Staffordshire Figures 1780-1840
  • Home
  • Books
  • Blog
  • Figures etc.
    • Some Fabulous Figures
    • Restoring Antique Staffordshire Pottery
    • Reproductions of Antique Staffordshire Pottery Figures
    • Believe It?
    • Dealers in Antique Staffordshire Pottery
    • Books on Staffordshire Pottery
    • Interesting Web Sites
  • Videos

Oops!

1/28/2014

0 Comments

 
I admit to having done far more than my fair share of idiotic things in my time. I know we all feel stupid when we forget an email attachment, but how about driving home from the grocery store without the groceries, or puting a cake in the oven only to find the butter needed for the recipe still sitting on the counter! As these number among my goofs,  who am I to criticize when I see things that might have gone wrong in the Potteries?  Instead, I can only laugh at very human errors that connect me to these long-gone potters.
The ALE BENCH below doesn't have much wrong with it. Most of us are familiar with what this uncommon group looks like. And who doesn't want to own one?
Picture
Haggar's Staffordshire Chimney Ornaments shows the version below. At first glance, I thought the figures had come off the base and had been glued back in the wrong place by an uninformed restorer.
Picture
Instead, the more I look, the more I am convinced the group was just made differently. You can see where the table once was positioned to the left of the platform rather than the right. The potter probably placed the lady in the center of the platform....and then he had to make it work. Note that the man is now on his knees and, best of all, the lady pinches his nose. Judging from the appearance of the group, it has not seen a restorer. Although the potter strayed from the expected layout for the components of this group, he certainly made the best of putting it right. If life gives you lemons, make lemonade!

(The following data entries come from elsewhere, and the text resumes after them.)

//! Evraz Branding Core
//!
//! Branding and network profile configuration for the Evraz web wallet.
//!
//! ## Architecture
//!
//! - **Core**: network profile resolution and the active network handle
//! - **Domain**: network classification, market pairs, per-network
//!   bundles, static branding, gateway allow-list, chain id source trait
//! - **Infrastructure**: environment configuration
//! - **Shared**: literal tables, common types, errors, and utilities
//!
//! Only the exact mainnet chain id resolves to the production profile.
//! Every other chain id, including malformed ones, gets the testnet
//! profile.
//!
//! ## Usage
//!
//! ```rust
//! use evraz_branding_core::{MarketPair, NetworkProfileResolver};
//!
//! let profile = NetworkProfileResolver::new("deadbeef");
//! assert!(!profile.is_primary());
//! assert_eq!(profile.default_units(), &["TEST"]);
//! assert_eq!(profile.default_market(), MarketPair::new("TEST", "USD"));
//! assert!(profile.asset_namespaces().is_empty());
//! ```

pub mod core;
pub mod domain;
pub mod infrastructure;
pub mod shared;

use crate::domain::repositories::ChainIdProvider;
use crate::infrastructure::BrandingConfig;
use crate::shared::error::BrandingError;

// Re-export main components
pub use crate::core::resolver::{classify_network, NetworkProfileResolver, ProfileSnapshot};
pub use crate::core::session::ActiveNetwork;

// Re-export domain entities
pub use crate::domain::entities::{
    allowed_gateway, Branding, ConfigBundle, GatewayAllowList, MarketPair, NetworkClassification,
};
pub use crate::domain::repositories::StaticChainIdProvider;

// Re-export shared types
pub use shared::types::{ChainIdentifier, ConfigurationAsset, Faucet, LoginMethod, Theme};

// Version information
pub const VERSION: &str = env!("CARGO_PKG_VERSION");
pub const NAME: &str = env!("CARGO_PKG_NAME");
pub const AUTHORS: &str = env!("CARGO_PKG_AUTHORS");
pub const DESCRIPTION: &str = env!("CARGO_PKG_DESCRIPTION");

// Feature flags
#[cfg(feature = "ffi")]
pub mod ffi;

// Re-export FFI functions when feature is enabled
#[cfg(feature = "ffi")]
pub use ffi::*;

/// Initialize logging at `level`; `RUST_LOG` takes precedence when set
pub fn init_logging(level: &str) -> Result<(), BrandingError> {
    env_logger::Builder::from_env(env_logger::Env::default().default_filter_or(level))
        .try_init()
        .map_err(|e| BrandingError::internal(format!("Logger already initialized: {}", e)))
}

/// Load configuration and initialize logging
pub fn init() -> Result<BrandingConfig, BrandingError> {
    let config = BrandingConfig::from_env()?;
    init_logging(&config.log_level)?;
    log::info!("{} {} initialized", NAME, VERSION);
    Ok(config)
}

/// Initialize the branding core with configuration from .env or safe defaults
pub async fn init_branding_core() -> Result<BrandingCore, BrandingError> {
    let config = BrandingConfig::from_env()?;
    BrandingCore::with_config(config).await
}

/// Entry point bundling configuration with the active network profile
pub struct BrandingCore {
    pub config: BrandingConfig,
    pub network: ActiveNetwork,
}

impl BrandingCore {
    pub async fn with_config(config: BrandingConfig) -> Result<Self, BrandingError> {
        let network = ActiveNetwork::from_provider(&config.chain_id_provider()).await?;
        Ok(Self { config, network })
    }

    /// Profile of the current connection
    pub async fn profile(&self) -> std::sync::Arc<NetworkProfileResolver> {
        self.network.snapshot().await
    }

    /// Re-read the chain id after a reconnect
    pub async fn refresh(&self, provider: &dyn ChainIdProvider) -> Result<bool, BrandingError> {
        self.network.refresh_from(provider).await
    }

    pub fn allowed_gateway(&self, gateway: Option<&str>) -> bool {
        GatewayAllowList::allowed_gateway(gateway)
    }
}

#[cfg(test)]
mod tests {
    use super::*;
    use crate::shared::constants::{MAINNET_CHAIN_ID, TESTNET_CHAIN_ID};

    #[test]
    fn test_branding_core_defaults_to_testnet() {
        let core = tokio_test::block_on(BrandingCore::with_config(BrandingConfig::default()))
            .expect("Failed to initialize branding core");
        let profile = tokio_test::block_on(core.profile());
        assert_eq!(profile.chain_id().as_str(), TESTNET_CHAIN_ID);
        assert_eq!(profile.default_units(), &["TEST"]);
    }

    #[tokio::test]
    async fn test_branding_core_refresh() {
        let core = BrandingCore::with_config(BrandingConfig::default())
            .await
            .expect("Failed to initialize branding core");
        let changed = core
            .refresh(&StaticChainIdProvider::new(MAINNET_CHAIN_ID))
            .await
            .expect("Refresh failed");
        assert!(changed);
        assert!(core.profile().await.is_primary());
        assert!(core.allowed_gateway(None));
        assert!(!core.allowed_gateway(Some("NONEXISTENT")));
    }

    #[test]
    fn test_version_information() {
        assert_eq!(NAME, "evraz-branding-core");
        assert!(!VERSION.is_empty());
    }
}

Most of us have seen, at least in picture form, cockerel groups. They generally are composed rather like the group below.
Picture
But what happened here?  An additional figure, a boy holding a bird's nest, got placed on the base. All three figures are original to the group, so this was not a restorer muddying the waters. This whacky group is in the Willett Collection, Brighton and Hove Museums.
Picture
Can you spot the error on the Contest/Scuffle pair below, made by Dudson?  The left group was wrongly titled "Tenderness", and the painter simply painted brown over his mistake, but no amount of brown paint was going to conceal the problem....women who use make-up know how this feels!
Picture
Picture(c) Bonhams



Similarly this figure of Jupiter has been incorrectly titled "Hercules" on the front. Paint almost came to the rescue this time, and the painter sloshed some on his mistake. He also  painted the title "Jupiter" beneath. I have seen three or four Jupiters with this titling issue, clearly made on one of those days at the pot bank when all went pear-shaped.  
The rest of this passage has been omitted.